▶ **Activity**: Starting at the top of the entries, restate word for word each line up to and including the one with "pub fn new(name: impl".

Stored items from a collection:
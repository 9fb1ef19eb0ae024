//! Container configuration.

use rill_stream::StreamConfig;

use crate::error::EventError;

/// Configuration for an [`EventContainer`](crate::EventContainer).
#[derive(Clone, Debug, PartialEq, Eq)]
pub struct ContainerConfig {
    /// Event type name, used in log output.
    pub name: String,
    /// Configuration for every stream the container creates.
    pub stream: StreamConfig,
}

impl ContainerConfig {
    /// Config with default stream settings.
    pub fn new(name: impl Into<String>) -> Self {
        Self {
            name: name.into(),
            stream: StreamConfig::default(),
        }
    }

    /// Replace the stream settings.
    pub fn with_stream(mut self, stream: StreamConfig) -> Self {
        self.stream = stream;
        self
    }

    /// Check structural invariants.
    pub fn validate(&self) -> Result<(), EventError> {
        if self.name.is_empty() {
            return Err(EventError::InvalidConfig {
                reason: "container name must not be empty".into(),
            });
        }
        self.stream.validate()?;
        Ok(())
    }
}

▶ **Solved exercise**:
repository 9fb1ef19eb0ae024
//! Container configuration.

use rill_stream::StreamConfig;

use crate::error::EventError;

/// Configuration for an [`EventContainer`](crate::EventContainer).
#[derive(Clone, Debug, PartialEq, Eq)]
pub struct ContainerConfig {
    /// Event type name, used in log output.
    pub name: String,
    /// Configuration for every stream the container creates.
    pub stream: StreamConfig,
}

impl ContainerConfig {
    /// Config with default stream settings.
    pub fn new(name: impl Into<String>) -> Self {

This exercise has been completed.